Даниэль прикрыл глаза рукой, стараясь не расплакаться перед мужчинами, затем потер виски большим и указательным пальцами, словно прогоняя дурные мысли. Этот жест означал душевную боль, как я узнал гораздо позже, через несколько лет. Затем он, совсем как взрослый, сказал:
- Думаю, что мне пора. Удачного вам дня.
Прежде чем уйти, он нагнулся, чтобы поднять камень.
- Оставь его, парень, - Тьяго предостерегающе поднял палец. - Ты принес достаточно вреда за этот день.
Но Даниэль все-таки подобрал камень с земли, чем навлек на себя новые ругательства Тьяго и остальных мужчин. Голый череп мальчишки, выбритый, очевидно, чтобы избавиться от вшей, вызвал во мне еще большее сочувствие к нему. Этот парень был неудачником, выглядел несчастным и больным, - возможно, это и побуждало мужчин обращаться с ним столь жестоко. Будь он блондином с шелковыми кудрями, одетым в дорогой шелковый малиновый плащ, конфликт разрешился бы ободряющим похлопыванием по спине.
Я выбежал вперед.
- Сеньор Тьяго, - закричал я. - Сеньор Тьяго, сеньору Беатрис избили! Мерзавец пинал ее ногами!
- Джон, немедленно ступай домой, - ответил он, недовольно нахмурив брови.
- Ее же били, - закричал я. - Глаз у нее заплыл На лице большой кровоподтек. Неужели вы не видели? Разве так можно поступать? Этот человек, он… он - проклятый трус. - Последние слова я сказал по-английски; так мой отец называл подлых негодяев, и я не смог вспомнить на португальском выражения, равнозначного этому.

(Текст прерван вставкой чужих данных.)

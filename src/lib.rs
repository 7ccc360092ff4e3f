#![warn(clippy::all, clippy::pedantic)]
#![allow(clippy::module_name_repetitions)]

pub mod activation;
pub(crate) mod api;
pub mod app;
pub mod config;
pub mod error;
pub mod jobs;
pub mod observability;
pub mod operator;
pub mod ranking;
pub mod store;
pub mod util;
//! Prometheus metric handles for the ranking worker.
use prometheus::{
    Counter, Gauge, Histogram, Registry, register_counter_with_registry,
    register_gauge_with_registry, register_histogram_with_registry,
};
use std::sync::Arc;

#[derive(Debug, Clone)]
pub struct Metrics {
    // Counters
    pub jobs_enqueued: Counter,
    pub jobs_completed: Counter,
    pub jobs_failed: Counter,
    pub jobs_cancelled: Counter,
    pub jobs_retried: Counter,
    pub posts_scored: Counter,
    pub cutovers: Counter,
    pub cutover_rejected: Counter,
    pub transient_retries: Counter,

    // Histograms
    pub job_duration: Histogram,

    // Gauges
    pub job_running: Gauge,
}

impl Metrics {
    pub fn new(registry: Arc<Registry>) -> Result<Self, prometheus::Error> {
        Ok(Self {
            jobs_enqueued: register_counter_with_registry!(
                "rank_jobs_enqueued_total",
                "Total number of recompute jobs enqueued",
                registry
            )?,
            jobs_completed: register_counter_with_registry!(
                "rank_jobs_completed_total",
                "Total number of recompute jobs completed",
                registry
            )?,
            jobs_failed: register_counter_with_registry!(
                "rank_jobs_failed_total",
                "Total number of recompute jobs that ended in error",
                registry
            )?,
            jobs_cancelled: register_counter_with_registry!(
                "rank_jobs_cancelled_total",
                "Total number of recompute jobs observed as cancelled",
                registry
            )?,
            jobs_retried: register_counter_with_registry!(
                "rank_jobs_retried_total",
                "Total number of retry jobs re-enqueued after a failure",
                registry
            )?,
            posts_scored: register_counter_with_registry!(
                "rank_posts_scored_total",
                "Total number of post scores written to staging",
                registry
            )?,
            cutovers: register_counter_with_registry!(
                "rank_cutovers_total",
                "Total number of successful activation cutovers",
                registry
            )?,
            cutover_rejected: register_counter_with_registry!(
                "rank_cutover_rejected_total",
                "Cutovers rejected because staging was incomplete",
                registry
            )?,
            transient_retries: register_counter_with_registry!(
                "rank_transient_retries_total",
                "In-process retries of transient data errors",
                registry
            )?,
            job_duration: register_histogram_with_registry!(
                "rank_job_duration_seconds",
                "Wall time of a recompute job from claim to finish",
                vec![0.1, 0.5, 1.0, 5.0, 15.0, 60.0, 300.0, 900.0, 3600.0],
                registry
            )?,
            job_running: register_gauge_with_registry!(
                "rank_job_running",
                "1 while a recompute job is executing",
                registry
            )?,
        })
    }
}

Судя по взгляду, Тьяго не понял меня, и я стал лихорадочно подыскивать подходящие слова на португальском. Но он схватил меня за руку, не желая даже слушать.
- Пойдем, сынок, я отведу тебя к матери, - сказал он. Глаза его горели праведным гневом.

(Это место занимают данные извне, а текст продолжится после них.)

impl RecomputeExecutor {
    pub fn new(
        jobs: Arc<dyn JobStore>,
        ranking: Arc<dyn RankingStore>,
        activation: ActivationManager,
        metrics: Arc<Metrics>,
        settings: ExecutorSettings,
    ) -> Self {
        Self {
            jobs,
            ranking,
            activation,
            metrics,
            settings,
        }
    }

    /// Runs a claimed (`running`) job to completion or to its first stop signal.
    ///
    /// On success the job row is moved to `completed` here (inside the cutover when the
    /// job activates). Errors leave the job `running` for the dispatcher to fail.
    #[instrument(skip_all, fields(job_id = %job.id, weight_config_id = %job.params.weight_config_id))]
    pub async fn execute(
        &self,
        job: &BackgroundJob,
        signal: &CancelSignal,
    ) -> Result<ExecutionOutcome, RankingError> {
        let params = &job.params;
        let config = match self.ranking.get_weight_config(params.weight_config_id).await {
            Ok(config) => config,
            Err(StoreError::NotFound { id, .. }) => {
                return Err(RankingError::validation(format!(
                    "weight config {id} does not exist"
                )));
            }
            Err(error) => return Err(error.into()),
        };
        let weights = usable_weights(&config)?;

        let novelty_config = match params.novelty_config {
            Some(snapshot) => snapshot,
            None => self.retrying("novelty_config", || self.ranking.novelty_config()).await?,
        };
        novelty_config
            .validate()
            .map_err(|reason| RankingError::validation(format!("novelty config: {reason}")))?;
        let total = self
            .retrying("count_scored_posts", || self.ranking.count_scored_posts())
            .await?;
        let model = self.novelty_model(novelty_config, total).await?;
        self.checkpoint(job.id, 0, Some(total)).await?;
        info!(
            total,
            activate_on_completion = params.activate_on_completion,
            cold_start = model.is_cold_start(),
            "recompute started"
        );

        if let Some(reason) = self.check_stop(signal).await? {
            return Ok(ExecutionOutcome::Stopped { scored: 0, reason });
        }

        let batch_size = self.settings.batch_size.get();
        let limit = i64::try_from(batch_size).unwrap_or(i64::MAX);
        let mut cursor: Option<Uuid> = None;
        let mut scored: i64 = 0;

        loop {
            let page = self
                .retrying("fetch_scored_posts", || {
                    self.ranking.fetch_scored_posts(cursor, limit)
                })
                .await?;
            let Some(last) = page.last() else {
                break;
            };
            cursor = Some(last.post_id);

            scored += self.stage_page(job, &weights, &model, &page).await?;
            self.checkpoint(job.id, scored, None).await?;
            debug!(progress = scored, total, "batch staged");

            if let Some(reason) = self.check_stop(signal).await? {
                info!(progress = scored, total, reason = ?reason, "recompute stopped at batch boundary");
                return Ok(ExecutionOutcome::Stopped { scored, reason });
            }
            if page.len() < batch_size {
                break;
            }
        }

        // Posts scored upstream while the keyset pass was running.
        let mut caught_up: i64 = 0;
        for _ in 0..MAX_CATCH_UP_BATCHES {
            let page = self
                .retrying("fetch_unstaged_posts", || {
                    self.ranking.fetch_unstaged_posts(config.id, job.id, limit)
                })
                .await?;
            if page.is_empty() {
                break;
            }
            caught_up += self.stage_page(job, &weights, &model, &page).await?;
            if page.len() < batch_size {
                break;
            }
        }
        if caught_up > 0 {
            scored += caught_up;
            let total = self
                .retrying("count_scored_posts", || self.ranking.count_scored_posts())
                .await?;
            self.checkpoint(job.id, scored, Some(total)).await?;
            info!(caught_up, total, "staged posts that arrived during the run");
        }

        self.retrying("mark_has_scores", || self.ranking.mark_has_scores(config.id))
            .await?;

        if let Some(reason) = self.check_stop(signal).await? {
            return Ok(ExecutionOutcome::Stopped { scored, reason });
        }

        let cutover = if params.activate_on_completion {
            match self
                .activation
                .cutover_completing(config.id, job.id, scored)
                .await
            {
                Ok(report) => Some(report),
                Err(RankingError::Conflict(reason)) => {
                    return self.stopped_or_conflict(signal, scored, reason).await;
                }
                Err(error) => return Err(error),
            }
        } else {
            match self
                .jobs
                .transition(
                    job.id,
                    JobStatus::Running,
                    JobStatus::Completed,
                    JobUpdate::progress(scored),
                )
                .await
            {
                Ok(_) => None,
                Err(StoreError::Conflict(reason)) => {
                    return self.stopped_or_conflict(signal, scored, reason).await;
                }
                Err(error) => return Err(RankingError::from_store_for_job(error, job.id)),
            }
        };

        info!(scored, activated = cutover.is_some(), "recompute completed");
        Ok(ExecutionOutcome::Completed { scored, cutover })
    }

    /// A completion CAS lost against a concurrent stop; anything else is a real conflict.
    async fn stopped_or_conflict(
        &self,
        signal: &CancelSignal,
        scored: i64,
        reason: String,
    ) -> Result<ExecutionOutcome, RankingError> {
        match self.check_stop(signal).await? {
            Some(stop) => Ok(ExecutionOutcome::Stopped {
                scored,
                reason: stop,
            }),
            None => Err(RankingError::Conflict(reason)),
        }
    }

    /// Scores one page into staging and returns how many rows were written.
    async fn stage_page(
        &self,
        job: &BackgroundJob,
        weights: &BTreeMap<String, f64>,
        model: &NoveltyModel,
        page: &[ScoredPost],
    ) -> Result<i64, RankingError> {
        let computed_at = Utc::now();
        let rows: Vec<StagedScore> = page
            .iter()
            .map(|post| {
                let multiplier = model.multiplier(&post.categories);
                StagedScore {
                    post_id: post.post_id,
                    weight_config_id: job.params.weight_config_id,
                    job_id: job.id,
                    final_score: final_score(&post.scores, weights, multiplier),
                    novelty_multiplier: multiplier,
                    computed_at,
                }
            })
            .collect();
        self.retrying("write_staged_scores", || {
            self.ranking.write_staged_scores(&rows)
        })
        .await?;

        let written = i64::try_from(rows.len()).unwrap_or(i64::MAX);
        #[allow(clippy::cast_precision_loss)]
        self.metrics.posts_scored.inc_by(written as f64);
        Ok(written)
    }

    async fn checkpoint(
        &self,
        job_id: Uuid,
        progress: i64,
        total: Option<i64>,
    ) -> Result<(), RankingError> {
        self.retrying("record_progress", || {
            self.jobs.record_progress(job_id, progress, total)
        })
        .await?;
        Ok(())
    }

    async fn check_stop(&self, signal: &CancelSignal) -> Result<Option<StopReason>, RankingError> {
        self.retrying("check_cancel", || signal.check()).await
    }

    async fn novelty_model(
        &self,
        config: NoveltyConfig,
        total_scored: i64,
    ) -> Result<NoveltyModel, RankingError> {
        let counts = self
            .retrying("topic_counts", || self.ranking.topic_counts(config.window_days))
            .await?;
        Ok(NoveltyModel::new(
            config,
            TopicFrequencies::new(counts, total_scored),
            self.settings.cold_start_threshold,
        ))
    }

    async fn retrying<T, F, Fut>(&self, operation: &str, op: F) -> Result<T, RankingError>
    where
        F: FnMut() -> Fut,
        Fut: std::future::Future<Output = Result<T, StoreError>>,
    {
        let metrics = Arc::clone(&self.metrics);
        retry_transient(
            &self.settings.retry,
            operation,
            move || metrics.transient_retries.inc(),
            op,
        )
        .await
        .map_err(RankingError::from)
    }
}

- Если вы не отпустите меня… - закричал я.
- То что будет? - засмеялся он.
Я подумал, не пнуть ли его в то место, где неприлично топорщилась ткань на рваных брюках, но понимал, что это не даст мне ничего, кроме новых проблем.
- Смейтесь надо мной, если хотите, - заявил я весь дрожа и пытаясь подражать голосу отца, - но если вы не оставите в покое этого парня…
К сожалению, из-за юного возраста, я не знал, как лучше закончить столь дерзкую фразу. К тому же я до сих пор не высвободил свою руку из грубой хватки Тьяго.
Однако, благодаря Даниэлю, завершения этой угрозы не понадобилось. Поднявшись, он метнул камень прямо во властное лицо Тьяго, хотя и с меньшей силой, чтобы тот смог уклониться.
Кровельщик пригнулся и ослабил хватку.
- Быстрей! - крикнул мне Даниэль, яростно размахивая руками. - Закрой свою чертову пасть и беги, маленькая серая мышь! Ты - свободен!
Глава 2
Иногда мне кажется, что надежда не существует в природе обособленно; она, подобно эфиру, наполняет нас в момент рождения.
В последнее время я даже пришел к неутешительному выводу, что природа дает нам руки и ноги, глаза и уши, чтобы мы были верными слугами этого бескрайнего тумана надежды, и словно искусные алхимики, воплощали его, насколько это возможно, в осязаемую действительность, придавали ему форму и влияние. Когда я освободился от хватки Тьяго, я служил надежде так беззаветно, как только позволяло мне мое юное сердце. Я мчался по улице, переполненный дикой радостью, не обращая внимания на брань позади, желая лишь подружиться с дерзким парнем, который мне помог.
Я нагнал Даниэля за городскими воротами.
- Зачем ты преследуешь меня, каральо? - раздраженно воскликнул он.
Каральо - грубое название мужского полового органа. Многие жители Порту часто заканчивают фразы подобными ругательствами.
Не зная, что сказать, я с несчастным видом плелся позади него. Наконец я пробормотал, что хотел бы поблагодарить его за то, что он освободил меня от кровельщика Тьяго.
- Ты странная маленькая мышь, - произнес он.
- Нет, - обиженно ответил я, не сознавая, насколько он прав.
Затем он продолжил нараспев:
- Esquisito e pequenito, corajoso e faladoso…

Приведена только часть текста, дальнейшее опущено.